IIRC, there are only a few liquids that when combined are instantly explosive. Most go through a reaction (often exothermic, which is what makes playing with boombooms fundangerous) that isn't quick and gives off nasty fumes.
mdlbear: blue fractal bear with text "since 2002" (Default)

[personal profile] mdlbear 2006-08-11 05:47 am (UTC)(link)
Ceasium is significantly more reactive than sodium, which is the mildest member of the family. Sodium burns, potassium burns vigorously, rubidium explodes, and caesium explodes violently. The video in question shows the result of dropping a couple of grams of caesium into a cast-iron bathtub of water. The tub is shattered.

The liquid/slurry explosives are quite inert, even after they're mixed.
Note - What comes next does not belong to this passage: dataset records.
use chrono::{DateTime, Duration, Utc};
use dashmap::DashMap;
use serde::{Deserialize, Serialize};

use crate::types::{SensorKey, SensorType, TrixelId};

/// One published anonymized aggregate. Immutable once created; retention is
/// independent of raw-data retention.
#[derive(Clone, Debug, PartialEq, Serialize, Deserialize)]
pub struct Observation {
    pub trixel: TrixelId,
    pub sensor_type: SensorType,
    pub time: DateTime<Utc>,
    pub value: f64,
    pub quality: f64,
    pub contributors: u32,
}

#[derive(Default)]
pub struct ObservationStore {
    entries: DashMap<SensorKey, Vec<Observation>>,
}

impl ObservationStore {
    pub fn new() -> ObservationStore {
        ObservationStore::default()
    }

    pub fn publish(&self, observation: Observation) {
        let key = SensorKey::new(observation.trixel, observation.sensor_type);
        self.entries.entry(key).or_default().push(observation);
    }

    pub fn latest(&self, trixel: TrixelId, sensor_type: SensorType) -> Option<Observation> {
        self.entries
            .get(&SensorKey::new(trixel, sensor_type))
            .and_then(|history| history.last().cloned())
    }

    /// Newest observation per requested sensor type for one trixel. Types
    /// default to all; entries older than `max_age` relative to `now` are
    /// omitted.
    pub fn trixel_overview(
        &self,
        trixel: TrixelId,
        types: Option<&[SensorType]>,
        max_age: Option<Duration>,
        now: DateTime<Utc>,
    ) -> Vec<Observation> {
        let wanted: Vec<SensorType> = match types {
            Some(types) => types.to_vec(),
            None => SensorType::ALL.to_vec(),
        };
        let mut out = Vec::new();
        for sensor_type in wanted {
            if let Some(obs) = self.latest(trixel, sensor_type) {
                let fresh = match max_age {
                    Some(age) => obs.time >= now - age,
                    None => true,
                };
                if fresh {
                    out.push(obs);
                }
            }
        }
        out
    }

    /// Up to `limit` observations for one key, newest first.
    pub fn history(
        &self,
        trixel: TrixelId,
        sensor_type: SensorType,
        limit: usize,
    ) -> Vec<Observation> {
        self.entries
            .get(&SensorKey::new(trixel, sensor_type))
            .map(|history| history.iter().rev().take(limit).cloned().collect())
            .unwrap_or_default()
    }

    pub fn total_published(&self) -> usize {
        self.entries.iter().map(|entry| entry.value().len()).sum()
    }
}
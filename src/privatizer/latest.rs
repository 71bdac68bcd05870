use crate::error::StrategyError;
use crate::privatizer::{
    distinct_stations, ordered, EstimatorState, Privatizer, PrivatizerOutput, WindowMode,
};
use crate::types::{Estimate, RawMeasurement};

/// Publishes the most recent reading's value verbatim. Quality is 1 whenever
/// at least one reading is in the window. Carries no state; the window is
/// snapshotted, so a quiet cycle keeps re-publishing the last known value
/// until the purger ages it out.
pub struct Latest;

impl Privatizer for Latest {
    fn name(&self) -> &'static str {
        "latest"
    }

    fn window_mode(&self) -> WindowMode {
        WindowMode::Snapshot
    }

    fn update(
        &self,
        state: Option<EstimatorState>,
        window: &[RawMeasurement],
    ) -> Result<PrivatizerOutput, StrategyError> {
        let refs = ordered(window);
        let Some(newest) = refs.last() else {
            return Ok(PrivatizerOutput::empty(state));
        };
        Ok(PrivatizerOutput {
            state,
            estimate: Some(Estimate {
                value: newest.value,
                quality: 1.0,
                contributors: distinct_stations(window),
            }),
        })
    }
}
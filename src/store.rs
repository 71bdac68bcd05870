//! Per-key working set. All engine state is partitioned by
//! (trixel, sensor type): one [`KeyCell`] holds the pending window, the
//! consumed readings awaiting retention purge, the estimator state and the
//! last cycle outcome. The delegated-trixel set is the only coarse shared
//! state; replacing it tears down every key that falls out of coverage in
//! one pass.

use std::collections::HashSet;
use std::sync::Arc;

use chrono::{DateTime, Utc};
use dashmap::DashMap;
use parking_lot::{Mutex, RwLock};
use serde::{Deserialize, Serialize};

use crate::error::IngestError;
use crate::privatizer::EstimatorState;
use crate::types::{RawMeasurement, SensorKey, SensorType, TrixelId};

/// One delegation grant as pulled from the lookup service. An `exclude`
/// grant carves its subtree out of an enclosing grant.
#[derive(Clone, Copy, Debug, PartialEq, Eq, Serialize, Deserialize)]
pub struct TrixelDelegation {
    pub trixel: TrixelId,
    #[serde(default)]
    pub exclude: bool,
}

#[derive(Clone, Debug, Default, PartialEq)]
pub struct DelegationSet {
    included: HashSet<TrixelId>,
    excluded: HashSet<TrixelId>,
}

impl DelegationSet {
    pub fn from_grants<I>(grants: I) -> DelegationSet
    where
        I: IntoIterator<Item = TrixelDelegation>,
    {
        let mut set = DelegationSet::default();
        for grant in grants {
            if grant.exclude {
                set.excluded.insert(grant.trixel);
            } else {
                set.included.insert(grant.trixel);
            }
        }
        set
    }

    /// Nearest grant on the ancestor chain decides; no grant means no
    /// coverage.
    pub fn covers(&self, trixel: TrixelId) -> bool {
        let mut current = Some(trixel);
        while let Some(t) = current {
            if self.excluded.contains(&t) {
                return false;
            }
            if self.included.contains(&t) {
                return true;
            }
            current = t.parent();
        }
        false
    }

    pub fn roots(&self) -> impl Iterator<Item = TrixelId> + '_ {
        self.included.iter().copied()
    }

    pub fn is_empty(&self) -> bool {
        self.included.is_empty()
    }

    pub fn len(&self) -> usize {
        self.included.len()
    }
}

#[derive(Clone, Copy, Debug, PartialEq, Eq, Serialize, Deserialize)]
#[serde(rename_all = "snake_case")]
pub enum EvalPhase {
    Idle,
    Collecting,
}

#[derive(Clone, Copy, Debug, PartialEq, Serialize, Deserialize)]
#[serde(rename_all = "snake_case")]
pub enum SuppressReason {
    NoEstimate,
    BelowContributorMinimum,
    BelowQualityThreshold,
    StrategyFault,
}

#[derive(Clone, Copy, Debug, PartialEq, Serialize, Deserialize)]
#[serde(rename_all = "snake_case", tag = "result")]
pub enum EvalOutcome {
    Published {
        value: f64,
        quality: f64,
        contributors: u32,
    },
    Suppressed {
        reason: SuppressReason,
    },
}

#[derive(Clone, Copy, Debug, PartialEq, Serialize, Deserialize)]
pub struct CycleOutcome {
    pub at: DateTime<Utc>,
    #[serde(flatten)]
    pub outcome: EvalOutcome,
}

#[derive(Debug, Default)]
pub struct KeyCell {
    pending: Vec<RawMeasurement>,
    consumed: Vec<RawMeasurement>,
    pub estimator: Option<EstimatorState>,
    pub last_outcome: Option<CycleOutcome>,
}

impl KeyCell {
    pub fn append(&mut self, reading: RawMeasurement) {
        self.pending.push(reading);
    }

    /// Take the pending window; the readings stay around in the consumed
    /// list until the purger ages them out.
    pub fn drain_pending(&mut self) -> Vec<RawMeasurement> {
        let window = std::mem::take(&mut self.pending);
        self.consumed.extend(window.iter().cloned());
        window
    }

    pub fn snapshot_pending(&self) -> Vec<RawMeasurement> {
        self.pending.clone()
    }

    pub fn pending_len(&self) -> usize {
        self.pending.len()
    }

    pub fn retained_len(&self) -> usize {
        self.pending.len() + self.consumed.len()
    }

    pub fn prune_older_than(&mut self, cutoff: DateTime<Utc>) -> usize {
        let before = self.retained_len();
        self.pending.retain(|r| r.timestamp >= cutoff);
        self.consumed.retain(|r| r.timestamp >= cutoff);
        before - self.retained_len()
    }

    pub fn phase(&self) -> EvalPhase {
        if self.pending.is_empty()
            && self.consumed.is_empty()
            && self.estimator.is_none()
            && self.last_outcome.is_none()
        {
            EvalPhase::Idle
        } else {
            EvalPhase::Collecting
        }
    }
}

#[derive(Clone, Debug, PartialEq)]
pub struct DelegationDiff {
    pub granted: Vec<TrixelId>,
    pub revoked: Vec<TrixelId>,
    pub keys_removed: usize,
}

impl DelegationDiff {
    pub fn is_noop(&self) -> bool {
        self.granted.is_empty() && self.revoked.is_empty() && self.keys_removed == 0
    }
}

#[derive(Default)]
pub struct TrixelStore {
    delegation: RwLock<DelegationSet>,
    cells: DashMap<SensorKey, Arc<Mutex<KeyCell>>>,
}

impl TrixelStore {
    pub fn new() -> TrixelStore {
        TrixelStore::default()
    }

    pub fn is_covered(&self, trixel: TrixelId) -> bool {
        self.delegation.read().covers(trixel)
    }

    pub fn delegation(&self) -> DelegationSet {
        self.delegation.read().clone()
    }

    /// Store one reading. A revocation racing this append can only detach
    /// the cell, which matches revocation semantics (buffered readings for a
    /// revoked trixel are discarded).
    pub fn append(&self, reading: RawMeasurement) -> Result<(), IngestError> {
        if !self.is_covered(reading.trixel) {
            return Err(IngestError::NotDelegated(reading.trixel));
        }
        let key = SensorKey::new(reading.trixel, reading.sensor_type);
        let cell = self.cell(key);
        cell.lock().append(reading);
        Ok(())
    }

    pub fn cell(&self, key: SensorKey) -> Arc<Mutex<KeyCell>> {
        self.cells
            .entry(key)
            .or_insert_with(|| Arc::new(Mutex::new(KeyCell::default())))
            .clone()
    }

    pub fn existing_cell(&self, key: SensorKey) -> Option<Arc<Mutex<KeyCell>>> {
        self.cells.get(&key).map(|entry| entry.clone())
    }

    pub fn keys(&self) -> Vec<SensorKey> {
        self.cells.iter().map(|entry| *entry.key()).collect()
    }

    pub fn key_count(&self) -> usize {
        self.cells.len()
    }

    /// Replace the delegation set and tear down every key no longer covered.
    /// The write lock is held across the teardown so ingestion and sync
    /// never observe a half-applied set; the caller must not invoke this
    /// while holding any cell lock.
    pub fn apply_delegation(&self, new: DelegationSet) -> DelegationDiff {
        let mut guard = self.delegation.write();
        let granted: Vec<TrixelId> = new
            .included
            .difference(&guard.included)
            .copied()
            .collect();
        let revoked: Vec<TrixelId> = guard
            .included
            .difference(&new.included)
            .copied()
            .collect();

        let before = self.cells.len();
        self.cells.retain(|key, _| new.covers(key.trixel));
        let keys_removed = before - self.cells.len();

        *guard = new;
        DelegationDiff {
            granted,
            revoked,
            keys_removed,
        }
    }

    /// Drop readings older than the cutoff across every key, delegated or
    /// not. Returns the number of deleted readings.
    pub fn purge_older_than(&self, cutoff: DateTime<Utc>) -> usize {
        // Never lock a cell while holding a map shard; collect first.
        let cells: Vec<Arc<Mutex<KeyCell>>> =
            self.cells.iter().map(|entry| entry.value().clone()).collect();
        let mut removed = 0;
        for cell in cells {
            removed += cell.lock().prune_older_than(cutoff);
        }
        removed
    }

    pub fn key_statuses(&self) -> Vec<KeyStatus> {
        let snapshot: Vec<(SensorKey, Arc<Mutex<KeyCell>>)> = self
            .cells
            .iter()
            .map(|entry| (*entry.key(), entry.value().clone()))
            .collect();
        let mut out = Vec::with_capacity(snapshot.len());
        for (key, cell) in snapshot {
            let cell = cell.lock();
            out.push(KeyStatus {
                trixel: key.trixel,
                sensor_type: key.sensor_type,
                phase: cell.phase(),
                pending: cell.pending_len(),
                retained: cell.retained_len(),
                last_outcome: cell.last_outcome,
            });
        }
        out.sort_by_key(|status| (status.trixel, status.sensor_type));
        out
    }
}

#[derive(Clone, Copy, Debug, PartialEq, Serialize)]
pub struct KeyStatus {
    pub trixel: TrixelId,
    pub sensor_type: SensorType,
    pub phase: EvalPhase,
    pub pending: usize,
    pub retained: usize,
    pub last_outcome: Option<CycleOutcome>,
}
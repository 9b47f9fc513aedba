//! Shared argument validation helpers.
//!
//! Small checks reused by the training-history record and the preprocessing
//! configuration. Each returns a [`PrepError`] describing the violation.

use crate::core::errors::{PrepError, PrepResult};

/// Ensures a metric sequence is present (non-empty).
pub fn validate_non_empty(name: &'static str, len: usize) -> PrepResult<()> {
    if len == 0 {
        return Err(PrepError::MissingMetric { key: name });
    }
    Ok(())
}

/// Ensures a metric sequence matches the expected length.
pub fn validate_same_length(name: &'static str, expected: usize, actual: usize) -> PrepResult<()> {
    if expected != actual {
        return Err(PrepError::LengthMismatch {
            name,
            expected,
            actual,
        });
    }
    Ok(())
}

/// Ensures both dimensions of a target size are positive.
pub fn validate_positive_dimensions(width: u32, height: u32) -> PrepResult<()> {
    if width == 0 || height == 0 {
        return Err(PrepError::invalid_input(format!(
            "target size must be positive, got {width}x{height}"
        )));
    }
    Ok(())
}

#[cfg(test)]
mod tests {
    use super::*;

    #[test]
    fn test_validate_non_empty() {
        assert!(validate_non_empty("accuracy", 3).is_ok());
        assert!(matches!(
            validate_non_empty("accuracy", 0),
            Err(PrepError::MissingMetric { key: "accuracy" })
        ));
    }

    #[test]
    fn test_validate_same_length() {
        assert!(validate_same_length("loss", 4, 4).is_ok());
        let err = validate_same_length("loss", 4, 2).unwrap_err();
        assert!(matches!(
            err,
            PrepError::LengthMismatch {
                name: "loss",
                expected: 4,
                actual: 2
            }
        ));
    }

    #[test]
    fn test_validate_positive_dimensions() {
        assert!(validate_positive_dimensions(160, 160).is_ok());
        assert!(validate_positive_dimensions(0, 160).is_err());
        assert!(validate_positive_dimensions(160, 0).is_err());
    }
}
//! Core building blocks shared by both pipelines.
//!
//! This module contains the error taxonomy and the small validation helpers
//! used by the preprocessing configuration and the training-history record.

pub mod errors;
pub mod validation;

pub use errors::{PrepError, PrepResult};
pub use validation::{validate_non_empty, validate_positive_dimensions, validate_same_length};
//! Two-panel training-curve renderer.
//!
//! Draws accuracy and loss curves side by side on a single raster canvas
//! using `imageproc` drawing primitives, with the best validation epoch
//! marked and annotated on each panel. Output dimensions are fixed by
//! [`ChartStyle`]; text is rendered with the first system TrueType font
//! found, and skipped entirely when none is available.

use std::path::Path;

use ab_glyph::FontVec;
use image::{Rgb, RgbImage};
use imageproc::drawing::{draw_filled_circle_mut, draw_line_segment_mut, draw_text_mut, text_size};
use tracing::{debug, info};

use crate::chart::{BestEpoch, TrainingHistory};
use crate::core::errors::{PrepError, PrepResult};
use crate::utils::load_font;

const BACKGROUND: Rgb<u8> = Rgb([255, 255, 255]);
const TRAIN_COLOR: Rgb<u8> = Rgb([65, 105, 225]); // royal blue
const VALIDATION_COLOR: Rgb<u8> = Rgb([220, 20, 60]); // crimson
const BEST_COLOR: Rgb<u8> = Rgb([0, 100, 0]); // dark green
const GRID_COLOR: Rgb<u8> = Rgb([225, 225, 225]);
const AXIS_COLOR: Rgb<u8> = Rgb([70, 70, 70]);
const TEXT_COLOR: Rgb<u8> = Rgb([40, 40, 40]);

const TITLE_BAND: u32 = 56;
const GUTTER: u32 = 36;
const PLOT_PAD_LEFT: u32 = 58;
const PLOT_PAD_RIGHT: u32 = 14;
const PLOT_PAD_TOP: u32 = 34;
const PLOT_PAD_BOTTOM: u32 = 44;

/// Canvas dimensions and shared title of the rendered chart.
#[derive(Debug, Clone, PartialEq, Eq)]
pub struct ChartStyle {
    /// Canvas width in pixels.
    pub width: u32,
    /// Canvas height in pixels.
    pub height: u32,
    /// Title drawn centered above both panels.
    pub title: String,
}

impl Default for ChartStyle {
    fn default() -> Self {
        Self {
            width: 1400,
            height: 560,
            title: "Training and Validation Accuracy & Loss".to_string(),
        }
    }
}

/// A rectangular drawing region on the canvas.
#[derive(Debug, Clone, Copy)]
struct Region {
    x: u32,
    y: u32,
    width: u32,
    height: u32,
}

/// One curve of a panel.
struct Series<'a> {
    label: &'a str,
    color: Rgb<u8>,
    values: &'a [f64],
}

/// Renders the two-panel training-curve chart.
///
/// Validates the history first; a missing/empty metric sequence or a length
/// mismatch aborts the render with the corresponding [`PrepError`].
pub fn render_history(history: &TrainingHistory, style: &ChartStyle) -> PrepResult<RgbImage> {
    history.validate()?;
    if style.width < 480 || style.height < 240 {
        return Err(PrepError::invalid_input(format!(
            "chart canvas too small: {}x{}",
            style.width, style.height
        )));
    }

    // validate() guarantees the sequences are non-empty.
    let best_acc = history
        .best_accuracy()
        .ok_or(PrepError::MissingMetric { key: "val_accuracy" })?;
    let best_loss = history
        .best_loss()
        .ok_or(PrepError::MissingMetric { key: "val_loss" })?;

    let mut canvas = RgbImage::from_pixel(style.width, style.height, BACKGROUND);
    let font = load_font();
    if font.is_none() {
        debug!("no system font found, rendering chart without text labels");
    }

    let panel_width = (style.width - 3 * GUTTER) / 2;
    let panel_height = style.height - TITLE_BAND - GUTTER;
    let left = Region {
        x: GUTTER,
        y: TITLE_BAND,
        width: panel_width,
        height: panel_height,
    };
    let right = Region {
        x: 2 * GUTTER + panel_width,
        y: TITLE_BAND,
        width: panel_width,
        height: panel_height,
    };

    if let Some(ref font) = font {
        let scale = 24.0;
        let (text_width, _) = text_size(scale, font, &style.title);
        let x = (style.width.saturating_sub(text_width) / 2) as i32;
        draw_text_mut(&mut canvas, TEXT_COLOR, x, 14, scale, font, &style.title);
    }

    draw_panel(
        &mut canvas,
        left,
        "Accuracy Over Epochs",
        &[
            Series {
                label: "Training Accuracy",
                color: TRAIN_COLOR,
                values: &history.accuracy,
            },
            Series {
                label: "Validation Accuracy",
                color: VALIDATION_COLOR,
                values: &history.val_accuracy,
            },
        ],
        best_acc,
        "Best",
        font.as_ref(),
    );

    draw_panel(
        &mut canvas,
        right,
        "Loss Over Epochs",
        &[
            Series {
                label: "Training Loss",
                color: TRAIN_COLOR,
                values: &history.loss,
            },
            Series {
                label: "Validation Loss",
                color: VALIDATION_COLOR,
                values: &history.val_loss,
            },
        ],
        best_loss,
        "Lowest",
        font.as_ref(),
    );

    Ok(canvas)
}

/// Renders the chart and saves it to `path` (the extension picks the encoder).
pub fn render_history_to_file(
    history: &TrainingHistory,
    style: &ChartStyle,
    path: impl AsRef<Path>,
) -> PrepResult<()> {
    let path = path.as_ref();
    let chart = render_history(history, style)?;
    chart.save(path).map_err(|source| PrepError::ImageSave {
        path: path.to_path_buf(),
        source,
    })?;
    info!("saved training curves to {}", path.display());
    Ok(())
}

fn draw_panel(
    canvas: &mut RgbImage,
    area: Region,
    title: &str,
    series: &[Series<'_>],
    best: BestEpoch,
    best_prefix: &str,
    font: Option<&FontVec>,
) {
    let plot = Region {
        x: area.x + PLOT_PAD_LEFT,
        y: area.y + PLOT_PAD_TOP,
        width: area.width - PLOT_PAD_LEFT - PLOT_PAD_RIGHT,
        height: area.height - PLOT_PAD_TOP - PLOT_PAD_BOTTOM,
    };
    let epochs = series[0].values.len();

    // Value range across all curves, with 5% headroom on both sides.
    let mut y_min = f64::INFINITY;
    let mut y_max = f64::NEG_INFINITY;
    for s in series {
        for &v in s.values {
            y_min = y_min.min(v);
            y_max = y_max.max(v);
        }
    }
    let span = y_max - y_min;
    let headroom = if span > 0.0 { span * 0.05 } else { 0.5 };
    let y_min = y_min - headroom;
    let y_max = y_max + headroom;

    let map_x = |epoch: usize| -> f32 {
        if epochs <= 1 {
            (plot.x + plot.width / 2) as f32
        } else {
            plot.x as f32 + plot.width as f32 * (epoch - 1) as f32 / (epochs - 1) as f32
        }
    };
    let map_y = |value: f64| -> f32 {
        let t = (value - y_min) / (y_max - y_min);
        plot.y as f32 + plot.height as f32 * (1.0 - t as f32)
    };

    // Horizontal gridlines with value tick labels.
    let y_ticks = 5;
    for i in 0..y_ticks {
        let value = y_min + (y_max - y_min) * i as f64 / (y_ticks - 1) as f64;
        let y = map_y(value);
        draw_line_segment_mut(
            canvas,
            (plot.x as f32, y),
            ((plot.x + plot.width) as f32, y),
            GRID_COLOR,
        );
        if let Some(font) = font {
            let label = format!("{value:.2}");
            let (w, h) = text_size(13.0, font, &label);
            let x = (plot.x as i32 - w as i32 - 6).max(0);
            draw_text_mut(canvas, TEXT_COLOR, x, (y as i32 - h as i32 / 2).max(0), 13.0, font, &label);
        }
    }

    // Vertical gridlines with epoch tick labels.
    let x_step = epochs.div_ceil(8).max(1);
    for epoch in (1..=epochs).step_by(x_step) {
        let x = map_x(epoch);
        draw_line_segment_mut(
            canvas,
            (x, plot.y as f32),
            (x, (plot.y + plot.height) as f32),
            GRID_COLOR,
        );
        if let Some(font) = font {
            let label = epoch.to_string();
            let (w, _) = text_size(13.0, font, &label);
            draw_text_mut(
                canvas,
                TEXT_COLOR,
                (x as i32 - w as i32 / 2).max(0),
                (plot.y + plot.height + 8) as i32,
                13.0,
                font,
                &label,
            );
        }
    }

    // Axis lines over the grid.
    draw_line_segment_mut(
        canvas,
        (plot.x as f32, plot.y as f32),
        (plot.x as f32, (plot.y + plot.height) as f32),
        AXIS_COLOR,
    );
    draw_line_segment_mut(
        canvas,
        (plot.x as f32, (plot.y + plot.height) as f32),
        ((plot.x + plot.width) as f32, (plot.y + plot.height) as f32),
        AXIS_COLOR,
    );

    for s in series {
        draw_curve(canvas, s, &map_x, &map_y);
    }

    // Best-epoch marker and annotation.
    let cx = map_x(best.epoch);
    let cy = map_y(best.value);
    draw_filled_circle_mut(canvas, (cx as i32, cy as i32), 4, BEST_COLOR);
    if let Some(font) = font {
        let label = format!("{best_prefix}: {:.2} (epoch {})", best.value, best.epoch);
        let (w, _) = text_size(14.0, font, &label);
        let x = (cx as i32 + 8).min((plot.x + plot.width) as i32 - w as i32).max(plot.x as i32);
        let y = (cy as i32 - 20).max(plot.y as i32);
        draw_text_mut(canvas, BEST_COLOR, x, y, 14.0, font, &label);
    }

    if let Some(font) = font {
        // Panel title centered above the plot.
        let (w, _) = text_size(18.0, font, title);
        let x = plot.x as i32 + (plot.width as i32 - w as i32) / 2;
        draw_text_mut(canvas, TEXT_COLOR, x.max(0), (area.y + 4) as i32, 18.0, font, title);

        // X-axis label.
        let (w, _) = text_size(14.0, font, "Epochs");
        let x = plot.x as i32 + (plot.width as i32 - w as i32) / 2;
        let y = (plot.y + plot.height + 26) as i32;
        draw_text_mut(canvas, TEXT_COLOR, x.max(0), y, 14.0, font, "Epochs");

        // Legend in the top-right corner of the plot.
        let legend_x = (plot.x + plot.width).saturating_sub(170).max(plot.x);
        let mut legend_y = plot.y + 6;
        for s in series {
            let mid = (legend_y + 7) as f32;
            draw_line_segment_mut(
                canvas,
                (legend_x as f32, mid),
                ((legend_x + 22) as f32, mid),
                s.color,
            );
            draw_line_segment_mut(
                canvas,
                (legend_x as f32, mid + 1.0),
                ((legend_x + 22) as f32, mid + 1.0),
                s.color,
            );
            draw_text_mut(
                canvas,
                TEXT_COLOR,
                (legend_x + 28) as i32,
                legend_y as i32,
                13.0,
                font,
                s.label,
            );
            legend_y += 18;
        }
    }
}

/// Draws one curve as a polyline with a two-pixel stroke.
fn draw_curve(
    canvas: &mut RgbImage,
    series: &Series<'_>,
    map_x: &dyn Fn(usize) -> f32,
    map_y: &dyn Fn(f64) -> f32,
) {
    if series.values.len() == 1 {
        let x = map_x(1);
        let y = map_y(series.values[0]);
        draw_filled_circle_mut(canvas, (x as i32, y as i32), 2, series.color);
        return;
    }
    for epoch in 1..series.values.len() {
        let start = (map_x(epoch), map_y(series.values[epoch - 1]));
        let end = (map_x(epoch + 1), map_y(series.values[epoch]));
        draw_line_segment_mut(canvas, start, end, series.color);
        draw_line_segment_mut(
            canvas,
            (start.0, start.1 + 1.0),
            (end.0, end.1 + 1.0),
            series.color,
        );
    }
}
No reaction at all. (Most emphatically not like making nitroglicerine.) It's a lot like mixing hydrogen and oxygen. They're very stable until they're hit by a shock wave, e.g. from a spark or a sharp impact. At which point they detonate, the way any other high explosive does -- the energy of the reaction forces the shock wave to travel supersonically. That's the definition of a high explosive.